A Look Into the Future of Dentistry
For as long as the great majority of us can remember, the dentistry industry has followed one common model. In this model, a community of dental patients organizes around a solitary dental practice. However, as the prestigious Bob Dylan said, “times they are a-changin’.”

While the current model has been effective for years, Dr. Christian S. Stohler, the University of Toronto Faculty’s 2016 George Zarb Clinical Research Lecturer and Professor and Dean in the College of Dental Medicine at Columbia University, believes the model is outdated, and is only a short time away from becoming a thing of the past.

Dentistry As Part of a Holistic Healthcare System

The industry’s century-old method for providing patient care is in need of adaptation, says Stohler. This is due to a number of dramatic societal shifts, such as “changes to insurance structures, the tides of governmental money, and the ubiquitous issue of what patients can afford.”

Stohler believes that dentistry and medicine have existed in silos for too long. The meteoric rise of “big data” and the shift towards more personalized medicine will necessitate a more holistic approach.

“You can’t have this discipline that is dealing with inflammation and infections outside the system, because all these things interact,” says Stohler. He goes on to predict that he future of healthcare and dentistry will include a union of consumerism and medicine.

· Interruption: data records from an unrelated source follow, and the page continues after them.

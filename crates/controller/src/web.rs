//! Embedded web interface: a hand-rolled HTTP request parser and router on
//! a raw `TcpListener`. Serves the dashboard, the JSON state snapshot, the
//! config patch and manual pump endpoints, and upgrades connections with
//! an `Upgrade: websocket` header into the live moisture feed.
//!
//! Routing is an exact method+path match; `/data2` is a 404, not `/data`.

use std::collections::HashMap;
use std::net::SocketAddr;
use std::sync::Arc;
use std::time::Duration;

use anyhow::Context;
use thiserror::Error;
use tokio::io::{
    AsyncBufRead, AsyncBufReadExt, AsyncRead, AsyncReadExt, AsyncWrite, AsyncWriteExt, BufReader,
};
use tokio::net::TcpListener;
use tokio::sync::Mutex;
use tracing::{debug, error, info, warn};

use crate::config;
use crate::config::ConfigPatch;
use crate::notify::RemoteApi;
use crate::pump::Pump;
use crate::scheduler::{self, PumpTrigger};
use crate::state::SharedState;
use crate::ws;

const INDEX_HTML: &str = include_str!("ui/index.html");

/// Upper bound on `POST /update` bodies; a config patch is tiny.
const MAX_BODY_BYTES: usize = 16 * 1024;

/// Upper bound on header lines per request.
const MAX_HEADERS: usize = 64;

// ---------------------------------------------------------------------------
// Server context
// ---------------------------------------------------------------------------

/// Everything a connection handler needs, cloned per connection.
pub struct ServerCtx<P: Pump> {
    pub shared: SharedState,
    pub pump: Arc<Mutex<P>>,
    pub api: Option<RemoteApi>,
    pub config_path: String,
}

impl<P: Pump> Clone for ServerCtx<P> {
    fn clone(&self) -> Self {
        Self {
            shared: Arc::clone(&self.shared),
            pump: Arc::clone(&self.pump),
            api: self.api.clone(),
            config_path: self.config_path.clone(),
        }
    }
}

// ---------------------------------------------------------------------------
// Request parsing
// ---------------------------------------------------------------------------

#[derive(Debug, Error)]
pub enum RequestError {
    #[error("malformed request: {0}")]
    Malformed(String),
    #[error("connection closed")]
    Closed,
    #[error(transparent)]
    Io(#[from] std::io::Error),
}

#[derive(Debug)]
pub struct Request {
    pub method: String,
    pub path: String,
    headers: HashMap<String, String>,
}

impl Request {
    /// Header lookup by lowercased name.
    pub fn header(&self, name: &str) -> Option<&str> {
        self.headers.get(name).map(String::as_str)
    }

    pub fn wants_upgrade(&self) -> bool {
        self.header("upgrade")
            .map(|v| v.eq_ignore_ascii_case("websocket"))
            .unwrap_or(false)
    }

    pub fn content_length(&self) -> usize {
        self.header("content-length")
            .and_then(|v| v.parse().ok())
            .unwrap_or(0)
    }
}

/// Parse the request line and headers, consuming up to and including the
/// blank line. Header keys are lowercased; lines without a colon are
/// skipped rather than fatal.
async fn read_request<R>(reader: &mut R) -> Result<Request, RequestError>
where
    R: AsyncBufRead + Unpin,
{
    let mut line = String::new();
    if reader.read_line(&mut line).await? == 0 {
        return Err(RequestError::Closed);
    }

    let mut parts = line.split_whitespace();
    let method = parts
        .next()
        .ok_or_else(|| RequestError::Malformed("empty request line".to_string()))?
        .to_string();
    let path = parts
        .next()
        .ok_or_else(|| RequestError::Malformed("request line has no path".to_string()))?
        .to_string();
    parts
        .next()
        .ok_or_else(|| RequestError::Malformed("request line has no version".to_string()))?;

    let mut headers = HashMap::new();
    loop {
        let mut line = String::new();
        if reader.read_line(&mut line).await? == 0 {
            break; // peer stopped mid-headers; treat what we have as complete
        }
        let line = line.trim_end();
        if line.is_empty() {
            break;
        }
        if headers.len() >= MAX_HEADERS {
            return Err(RequestError::Malformed("too many headers".to_string()));
        }
        if let Some((key, value)) = line.split_once(':') {
            headers.insert(key.trim().to_ascii_lowercase(), value.trim().to_string());
        }
    }

    Ok(Request {
        method,
        path,
        headers,
    })
}

// ---------------------------------------------------------------------------
// Responses
// ---------------------------------------------------------------------------

async fn respond<W>(
    writer: &mut W,
    status: &str,
    content_type: Option<&str>,
    body: &[u8],
) -> std::io::Result<()>
where
    W: AsyncWrite + Unpin,
{
    let mut head = format!("HTTP/1.0 {status}\r\n");
    if let Some(ct) = content_type {
        head.push_str("Content-Type: ");
        head.push_str(ct);
        head.push_str("\r\n");
    }
    head.push_str("\r\n");

    writer.write_all(head.as_bytes()).await?;
    writer.write_all(body).await?;
    writer.flush().await
}

// ---------------------------------------------------------------------------
// Connection handling
// ---------------------------------------------------------------------------

/// Handle one connection: parse, dispatch, respond, close. Generic over
/// the stream halves so tests can drive it over in-memory pipes.
async fn serve_conn<R, W, P>(
    reader: R,
    mut writer: W,
    ctx: ServerCtx<P>,
) -> Result<(), RequestError>
where
    R: AsyncRead + Unpin,
    W: AsyncWrite + Unpin,
    P: Pump,
{
    let mut reader = BufReader::new(reader);

    let request = match read_request(&mut reader).await {
        Ok(r) => r,
        Err(RequestError::Malformed(msg)) => {
            debug!("rejecting malformed request: {msg}");
            respond(&mut writer, "400 Bad Request", None, msg.as_bytes()).await?;
            return Ok(());
        }
        Err(e) => return Err(e),
    };
    debug!(method = %request.method, path = %request.path, "request");

    // A websocket upgrade takes over the connection regardless of path.
    if request.wants_upgrade() {
        let Some(key) = request.header("sec-websocket-key").map(str::to_string) else {
            respond(
                &mut writer,
                "400 Bad Request",
                None,
                b"missing Sec-WebSocket-Key",
            )
            .await?;
            return Ok(());
        };
        if let Err(e) = ws::serve_push(&mut writer, &key, &ctx.shared).await {
            debug!("websocket stream ended: {e:#}");
        }
        return Ok(());
    }

    match (request.method.as_str(), request.path.as_str()) {
        ("GET", "/") | ("GET", "/index.html") => {
            respond(&mut writer, "200 OK", Some("text/html"), INDEX_HTML.as_bytes()).await?;
        }

        ("GET", "/data") => {
            let status = ctx.shared.read().await.to_status();
            let body = serde_json::to_vec(&status).unwrap_or_else(|e| {
                error!("status serialization failed: {e}");
                b"{}".to_vec()
            });
            respond(&mut writer, "200 OK", Some("application/json"), &body).await?;
        }

        ("POST", "/update") => {
            handle_update(&mut reader, &mut writer, &request, &ctx).await?;
        }

        ("POST", "/pump") => {
            // Operator override: runs through the scheduler's actuation
            // primitive without the auto cooldown, and responds only once
            // the watering run has finished.
            scheduler::activate_pump(
                PumpTrigger::Manual,
                &ctx.shared,
                &ctx.pump,
                ctx.api.as_ref(),
            )
            .await;
            respond(&mut writer, "200 OK", None, b"Pump started").await?;
        }

        _ => {
            respond(&mut writer, "404 Not Found", None, b"Not found").await?;
        }
    }

    Ok(())
}

/// `POST /update`: read exactly `Content-Length` bytes, parse the patch,
/// apply it under the store's validation, persist best-effort.
async fn handle_update<R, W, P>(
    reader: &mut R,
    writer: &mut W,
    request: &Request,
    ctx: &ServerCtx<P>,
) -> Result<(), RequestError>
where
    R: AsyncRead + Unpin,
    W: AsyncWrite + Unpin,
    P: Pump,
{
    let length = request.content_length();
    if length == 0 || length > MAX_BODY_BYTES {
        respond(writer, "400 Bad Request", None, b"bad Content-Length").await?;
        return Ok(());
    }

    let mut body = vec![0u8; length];
    reader.read_exact(&mut body).await?;

    let patch: ConfigPatch = match serde_json::from_slice(&body) {
        Ok(p) => p,
        Err(e) => {
            respond(
                writer,
                "400 Bad Request",
                None,
                format!("bad config patch: {e}").as_bytes(),
            )
            .await?;
            return Ok(());
        }
    };

    let updated = {
        let mut st = ctx.shared.write().await;
        st.update_config(&patch)
    };

    match updated {
        Ok(new_config) => {
            // Persist outside the lock; losing this write on a crash is
            // accepted and logged, never surfaced to the client.
            if let Err(e) = config::save(&ctx.config_path, &new_config) {
                warn!("config persist failed: {e:#}");
            }
            respond(writer, "200 OK", None, b"OK").await?;
        }
        Err(e) => {
            respond(writer, "400 Bad Request", None, e.to_string().as_bytes()).await?;
        }
    }
    Ok(())
}

// ---------------------------------------------------------------------------
// Server entry-point
// ---------------------------------------------------------------------------

/// Accept loop. Each connection runs in its own task, so a slow client, a
/// long watering run, or a live websocket feed never blocks accepting.
pub async fn serve<P>(port: u16, ctx: ServerCtx<P>) -> anyhow::Result<()>
where
    P: Pump + 'static,
{
    let addr = SocketAddr::from(([0, 0, 0, 0], port));
    let listener = TcpListener::bind(addr)
        .await
        .with_context(|| format!("failed to bind web port {port}"))?;
    info!(%addr, "web interface listening");

    loop {
        match listener.accept().await {
            Ok((stream, peer)) => {
                let ctx = ctx.clone();
                tokio::spawn(async move {
                    let (reader, writer) = stream.into_split();
                    if let Err(e) = serve_conn(reader, writer, ctx).await {
                        debug!(%peer, "connection ended: {e:#}");
                    }
                });
            }
            Err(e) => {
                warn!("accept failed: {e}");
                tokio::time::sleep(Duration::from_millis(100)).await;
            }
        }
    }
}

// ===========================================================================
// Tests
// ===========================================================================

Dentistry can no longer stand outside the medical system and remain considered as a separate health profession. The collection and maintenance of comprehensive electronic health records will allow for better patient tracking and treatment solutions. In other words, “as health systems become more holistic, so too will the profession of dentistry.”

Driving Change

The idea that dental health should be included in a prognosis of an individual’s overall health may not be entirely revolutionary. However, Stohler believes that the University of Toronto is uniquely positioned to place its students and faculty at the forefront of dentistry’s evolution.

As a result of existing partnerships with some of the top hospitals in Canada, Stohler thinks UofT Dentistry has tremendous chance to set the course for the next generation of dentistry professionals. Furthermore, Stohler cites the university’s relationship with the world-renowned Institute of Biomaterials and Biomedical Engineering as another reason why it has a leg up on the competition.

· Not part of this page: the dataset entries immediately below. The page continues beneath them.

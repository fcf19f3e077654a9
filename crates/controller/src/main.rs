mod config;
mod led;
mod notify;
mod pump;
mod scheduler;
mod sensor;
mod state;
mod web;
mod ws;

use anyhow::Result;
use std::{env, sync::Arc};
use tokio::sync::Mutex;
use tracing::{error, info};
use tracing_subscriber::EnvFilter;

#[cfg(not(any(feature = "sim", feature = "hw")))]
compile_error!("enable either the `sim` or `hw` feature");

#[tokio::main]
async fn main() -> Result<()> {
    tracing_subscriber::fmt()
        .with_env_filter(
            EnvFilter::try_from_default_env().unwrap_or_else(|_| EnvFilter::new("info")),
        )
        .init();

    // ── Env config ──────────────────────────────────────────────────
    let config_path = env::var("CONFIG_PATH").unwrap_or_else(|_| "config.json".to_string());
    let port: u16 = env::var("WEB_PORT")
        .ok()
        .and_then(|s| s.parse().ok())
        .unwrap_or(8080);

    // ── State ───────────────────────────────────────────────────────
    let cfg = config::load(&config_path);
    info!(name = %cfg.name, mode = ?cfg.mode, "device configured");
    let shared = state::shared(cfg);

    // ── Collaborators ───────────────────────────────────────────────
    let api = notify::RemoteApi::from_env();
    if api.is_none() {
        info!("remote api reporting disabled (API_URL/API_KEY unset)");
    }

    #[cfg(feature = "hw")]
    let probe = {
        let addr: u16 = env::var("ADC_ADDR")
            .ok()
            .and_then(|s| u16::from_str_radix(s.trim_start_matches("0x"), 16).ok())
            .unwrap_or(0x48);
        sensor::Ads1115Sensor::new(addr, 0)?
    };
    #[cfg(all(feature = "sim", not(feature = "hw")))]
    let probe = sensor::SimSensor::new();

    #[cfg(feature = "hw")]
    let pump = {
        let pin: u8 = env::var("PUMP_GPIO")
            .ok()
            .and_then(|s| s.parse().ok())
            .unwrap_or(15);
        // Many common relay boards are active-low. If yours is active-high, set false.
        let active_low = env::var("RELAY_ACTIVE_LOW")
            .ok()
            .map(|v| v == "1" || v.eq_ignore_ascii_case("true"))
            .unwrap_or(true);
        pump::GpioPump::new(pin, active_low)?
    };
    #[cfg(not(feature = "hw"))]
    let pump = pump::MockPump::new();

    let pump = Arc::new(Mutex::new(pump));

    // ── Web server ──────────────────────────────────────────────────
    let ctx = web::ServerCtx {
        shared: Arc::clone(&shared),
        pump: Arc::clone(&pump),
        api: api.clone(),
        config_path,
    };
    tokio::spawn(async move {
        if let Err(e) = web::serve(port, ctx).await {
            error!("web server error: {e:#}");
        }
    });

    // ── Scheduler ───────────────────────────────────────────────────
    scheduler::Scheduler::new(shared, probe, pump, led::LogLed, api)
        .run()
        .await;

    Ok(())
}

“UofT Dentistry is one of the most prominent intensive research dentistry schools in North America, and our students in dentistry need to be trained more holistically, in the unique environment that is created here,” he says.

Stohler believes that the university’s emphasis on entrepreneurism and translational medicine gives it an opportunity to put students on the leading edge of research that will significantly impact the future of the dental profession. “The professions of the 21st century haven’t been discovered yet,” says Stohler. “New professions will be created by merging fields. But if you know the future you can prepare yourself for it.”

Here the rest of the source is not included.